Implementation of SYCL and C++ standard parallelism for CPUs and GPUs from all vendors: The independent, community-driven compiler for C++-based heterogeneous programming models. Lets applications adapt themselves to all the hardware in the system - even at runtime!
https://adaptivecpp.github.io/
BSD 2-Clause "Simplified" License
1.33k stars 163 forks source link

Memory Overflow using std::vector of buffers #840

Open Rhynden opened 1 year ago

Rhynden commented 1 year ago

Hi,

I'm curious what is going on with the memory management when using sycl::buffer inside of std::vector.

I have a very small example program:

#include <sycl/sycl.hpp>
#include <vector>
using namespace sycl;

int main()
{
    queue myQueue;
    auto dims = sycl::range<3>{64, 64, 64};
    std::vector<sycl::buffer<sycl::float2, 3>> vectorOfBuffers;

    for (int index = 0; index < 10000; index++)
    {
        sycl::buffer<sycl::float2, 3> complexIn{dims};
        myQueue.submit([&](sycl::handler &cgh)
                       {
                        sycl::accessor Matrix{complexIn, cgh, sycl::write_only, sycl::no_init};

                        // Ensycl::queue a parallel kernel iterating on a N*M 2D iteration space
                        cgh.parallel_for(dims, [=](sycl::id<3> index) {
                        sycl::float2 temp = {
                            index[2] + index[1] * dims[1] + index[0] * dims[0] * dims[0], 1.0f};
                        Matrix[index] = temp;
                        }); });

        vectorOfBuffers.push_back(complexIn);
    }
}

Compiling for nvidia gpu and running this program gives me the following errors:

/hipSYCL/src/runtime/dag_direct_scheduler.cpp:109 @ ensure_allocation_exists(): dag_direct_scheduler: Lazy memory allocation has failed.
/hipSYCL/src/runtime/cuda/cuda_allocator.cpp:48 @ allocate(): cuda_allocator: cudaMalloc() failed (error code = CUDA:2)
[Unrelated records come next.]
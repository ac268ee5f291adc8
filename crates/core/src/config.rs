//! Configuration file discovery and loading
//!
//! Both binaries merge settings in the same priority order:
//! 1. CLI arguments and their environment variables (handled by clap)
//! 2. A TOML config file, searched in the locations below
//! 3. Built-in defaults

use std::env;
use std::fs;
use std::path::PathBuf;

use anyhow::Context;
use serde::de::DeserializeOwned;

use crate::APP_NAME;

/// Where a configuration file was found
#[derive(Debug, Clone, PartialEq)]
pub enum ConfigSource {
    /// Path given on the command line or through the service's env var
    Explicit(PathBuf),
    /// `./<filename>`
    CurrentDir(PathBuf),
    /// `$XDG_CONFIG_HOME/darkest-hour/<filename>` (or `~/.config/...`)
    XdgConfig(PathBuf),
    /// `/etc/darkest-hour/<filename>`
    System(PathBuf),
    /// Nothing on disk, every setting falls back to its default
    Defaults,
}

impl ConfigSource {
    pub fn path(&self) -> Option<&PathBuf> {
        match self {
            ConfigSource::Explicit(p)
            | ConfigSource::CurrentDir(p)
            | ConfigSource::XdgConfig(p)
            | ConfigSource::System(p) => Some(p),
            ConfigSource::Defaults => None,
        }
    }
}

impl std::fmt::Display for ConfigSource {
    fn fmt(&self, f: &mut std::fmt::Formatter<'_>) -> std::fmt::Result {
        match self.path() {
            Some(p) => write!(f, "{}", p.display()),
            None => write!(f, "(defaults)"),
        }
    }
}

/// Find a configuration file for one of the services
///
/// Search order:
/// 1. `env_var` (e.g. `DARKEST_HOUR_OBSERVER_CONFIG`)
/// 2. `./<filename>`
/// 3. XDG config home
/// 4. `/etc/darkest-hour/<filename>`
pub fn find_config_file(env_var: &str, filename: &str) -> ConfigSource {
    if let Ok(path) = env::var(env_var) {
        let p = PathBuf::from(path);
        if p.exists() {
            return ConfigSource::Explicit(p);
        }
    }

    let candidates = [
        ConfigSource::CurrentDir(PathBuf::from(filename)),
        ConfigSource::XdgConfig(xdg_config_path(filename)),
        ConfigSource::System(PathBuf::from(format!("/etc/{}/{}", APP_NAME, filename))),
    ];

    candidates
        .into_iter()
        .find(|source| source.path().is_some_and(|p| p.exists()))
        .unwrap_or(ConfigSource::Defaults)
}

fn xdg_config_path(filename: &str) -> PathBuf {
    let base = match (env::var("XDG_CONFIG_HOME"), env::var("HOME")) {
        (Ok(xdg), _) => PathBuf::from(xdg),
        (Err(_), Ok(home)) => PathBuf::from(home).join(".config"),
        // Relative fallback, will simply not exist
        _ => PathBuf::from(".config"),
    };
    base.join(APP_NAME).join(filename)
}

/// Read and parse a TOML config file, or produce `T::default()` when the
/// source is [`ConfigSource::Defaults`]
pub fn load_config<T: DeserializeOwned + Default>(source: &ConfigSource) -> anyhow::Result<T> {
    let Some(path) = source.path() else {
        return Ok(T::default());
    };
    let content = fs::read_to_string(path)
        .with_context(|| format!("reading config file {}", path.display()))?;
    parse_config(&content).with_context(|| format!("parsing config file {}", path.display()))
}

/// Parse TOML config text
pub fn parse_config<T: DeserializeOwned>(content: &str) -> anyhow::Result<T> {
    Ok(toml::from_str(content)?)
}
mod debounce;
mod domains;
mod error;
mod search;
mod terminal;
mod utils;
mod viewport;

pub use debounce::*;
pub use domains::*;
pub use error::*;
pub use search::*;
pub use terminal::*;
pub use utils::*;
pub use viewport::*;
I'm curious what is going on. From monitoring I can see that the GPU memory slowly fills up and then probably overflows. Why is all the data from the buffers allocated all the time on the GPU? Shouldn't SYCL be able to copy data to the GPU only when necessary and keep the rest on the host or copy it back to the host when not needed anymore?

Kind regards

illuhad commented 1 year ago

Why is all the data from the buffers allocated all the time on the GPU? Shouldn't SYCL be able to copy data to the GPU only when necessary and keep the rest on the host or copy it back to the host when not needed anymore?
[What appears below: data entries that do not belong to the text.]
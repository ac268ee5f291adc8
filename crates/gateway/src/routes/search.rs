use std::sync::Arc;

use axum::{
    extract::{Query, State},
    http::StatusCode,
    Json,
};
use darkest_hour_core::Coordinate;
use log::{debug, error};
use observer::{FetchError, Place};
use serde::{Deserialize, Serialize};

use crate::{api_error, ApiError, AppState};

#[derive(Debug, Deserialize)]
pub struct SearchQuery {
    pub q: Option<String>,
}

/// Search hit in the feature shape map widgets expect
#[derive(Debug, Serialize)]
pub struct PlaceFeature {
    pub id: String,
    pub place_name: String,
    /// `[lng, lat]`
    pub center: Coordinate,
    pub properties: FeatureProperties,
}

#[derive(Debug, Serialize)]
pub struct FeatureProperties {
    pub address: String,
    pub category: Option<String>,
}

impl From<Place> for PlaceFeature {
    fn from(place: Place) -> Self {
        PlaceFeature {
            id: place.id,
            place_name: place.label.clone(),
            center: place.center,
            properties: FeatureProperties {
                address: place.label,
                category: place.category,
            },
        }
    }
}

/// Handler for place search (GET /api/search?q=)
pub async fn search(
    State(state): State<Arc<AppState>>,
    Query(query): Query<SearchQuery>,
) -> Result<Json<Vec<PlaceFeature>>, ApiError> {
    let Some(q) = query.q.as_deref().map(str::trim).filter(|q| !q.is_empty()) else {
        return Err(api_error(
            StatusCode::BAD_REQUEST,
            "Query parameter 'q' is required",
        ));
    };

    let places = state.places.search(q).await.map_err(|err| {
        error!("error searching places for {:?} ({}): {}", q, err.kind(), err);
        search_error(&err)
    })?;
    debug!("search {:?} matched {} places", q, places.len());

    Ok(Json(places.into_iter().map(PlaceFeature::from).collect()))
}

/// Provider status codes pass through, anything else is our failure
fn search_error(err: &FetchError) -> ApiError {
    match err {
        FetchError::Status(code) => {
            let status = StatusCode::from_u16(*code)
                .ok()
                .filter(|s| s.is_client_error() || s.is_server_error())
                .unwrap_or(StatusCode::BAD_GATEWAY);
            api_error(status, "Failed to fetch geocoding results")
        }
        FetchError::Upstream(_) | FetchError::Malformed(_) => {
            api_error(StatusCode::INTERNAL_SERVER_ERROR, "Internal server error")
        }
    }
}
In theory, yes. In practice, no SYCL implementation does this to my knowledge. It's just too hard to know if/when data will be needed again on GPU, and you really don't want to pay the price for unnecessary data transfers because memory eviction heuristics fail. For best performance, the most reliable strategy is therefore usually to just use persistent allocations. This is also what allows extensions such as hipSYCL's buffer-USM interoperability: https://github.com/illuhad/hipSYCL/blob/develop/doc/buffer-usm-interop.md

The behavior of the hipSYCL runtime with respect to buffers is described in more detail here: https://github.com/illuhad/hipSYCL/blob/develop/doc/runtime-spec.md (note the section "persistent allocations")

If you want things like oversubscription of GPU memory (it will probably always cost you performance, so I'd not recommend it), you can use shared USM allocations. If backends support it, it will be mapped to memory that automatically migrates between host and device using pagefaulting mechanisms. In this case, oversubscription is managed at the driver level which is probably a better approach if you really need it.